EXERCISE OBJECTIVE ▸ Copy the data exactly, line for line.

[[ EXERCISE INPUT, beginning ]]

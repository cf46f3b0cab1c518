//! The one scalar runtime type: a 128-bit decimal. Booleans are encoded
//! as 0/1; integers are decimals with zero fractional part.

use rust_decimal::Decimal;

#[derive(Debug, Clone, Copy, PartialEq, Eq, Hash, Default)]
pub struct Value(pub Decimal);

impl Value {
  pub const ZERO: Value = Value(Decimal::ZERO);
  pub const ONE: Value = Value(Decimal::ONE);

  pub fn from_bool(b: bool) -> Self {
    if b {
      Value::ONE
    } else {
      Value::ZERO
    }
  }

  pub fn is_truthy(self) -> bool {
    self.0 != Decimal::ZERO
  }

  pub fn from_i64(v: i64) -> Self {
    Value(Decimal::from(v))
  }

  /// Truncates toward zero; `None` if the value has no integral i64 representation.
  pub fn to_i64_truncated(self) -> Option<i64> {
    use rust_decimal::prelude::ToPrimitive;
    self.0.trunc().to_i64()
  }
}

impl std::fmt::Display for Value {
  fn fmt(&self, f: &mut std::fmt::Formatter<'_>) -> std::fmt::Result {
    write!(f, "{}", self.0)
  }
}
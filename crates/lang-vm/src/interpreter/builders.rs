//! Transient mutable staging for the `*BuilderBegin/.../End` opcode
//! families. Builders never escape the interpreter loop: `End` freezes
//! one into an immutable `im` collection and pops it off the builder
//! stack.

use im::Vector;

use crate::object::{ObjRef, Object};
use crate::value::Value;

pub enum Builder {
  Record { values: Vec<Value>, objects: Vec<Option<ObjRef>> },
  ValueList(Vec<Value>),
  ObjectList(Vec<ObjRef>),
}

impl Builder {
  pub fn new_record(value_slots: u16, object_slots: u16) -> Self {
    Builder::Record { values: vec![Value::ZERO; value_slots as usize], objects: vec![None; object_slots as usize] }
  }

  pub fn new_value_list() -> Self {
    Builder::ValueList(Vec::new())
  }

  pub fn new_object_list() -> Self {
    Builder::ObjectList(Vec::new())
  }
}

[[ EXERCISE INPUT, end ]]

ANSWER TO THE EXERCISE ▸
repository cf46f3b0cab1c518
//! The one scalar runtime type: a 128-bit decimal. Booleans are encoded
//! as 0/1; integers are decimals with zero fractional part.

use rust_decimal::Decimal;

#[derive(Debug, Clone, Copy, PartialEq, Eq, Hash, Default)]
pub struct Value(pub Decimal);

impl Value {
  pub const ZERO: Value = Value(Decimal::ZERO);
  pub const ONE: Value = Value(Decimal::ONE);

  pub fn from_bool(b: bool) -> Self {
    if b {
      Value::ONE
    } else {
      Value::ZERO
    }
  }

  pub fn is_truthy(self) -> bool {
    self.0 != Decimal::ZERO
  }

  pub fn from_i64(v: i64) -> Self {
    Value(Decimal::from(v))
  }

  /// Truncates toward zero; `None` if the value has no integral i64 representation.
  pub fn to_i64_truncated(self) -> Option<i64> {
    use rust_decimal::prelude::ToPrimitive;
    self.0.trunc().to_i64()
  }
}

impl std::fmt::Display for Value {
  fn fmt(&self, f: &mut std::fmt::Formatter<'_>) -> std::fmt::Result {
    write!(f, "{}", self.0)
  }
}
filename crates/lang-vm/src/interpreter/builders.rs
//! Transient mutable staging for the `*BuilderBegin/.../End` opcode
//! families. Builders never escape the interpreter loop: `End` freezes
//! one into an immutable `im` collection and pops it off the builder
//! stack.

use im::Vector;

use crate::object::{ObjRef, Object};
use crate::value::Value;

pub enum Builder {
  Record { values: Vec<Value>, objects: Vec<Option<ObjRef>> },
  ValueList(Vec<Value>),
  ObjectList(Vec<ObjRef>),
}

impl Builder {
  pub fn new_record(value_slots: u16, object_slots: u16) -> Self {
    Builder::Record { values: vec![Value::ZERO; value_slots as usize], objects: vec![None; object_slots as usize] }
  }

  pub fn new_value_list() -> Self {
    Builder::ValueList(Vec::new())
  }

  pub fn new_object_list() -> Self {
    Builder::ObjectList(Vec::new())
  }
}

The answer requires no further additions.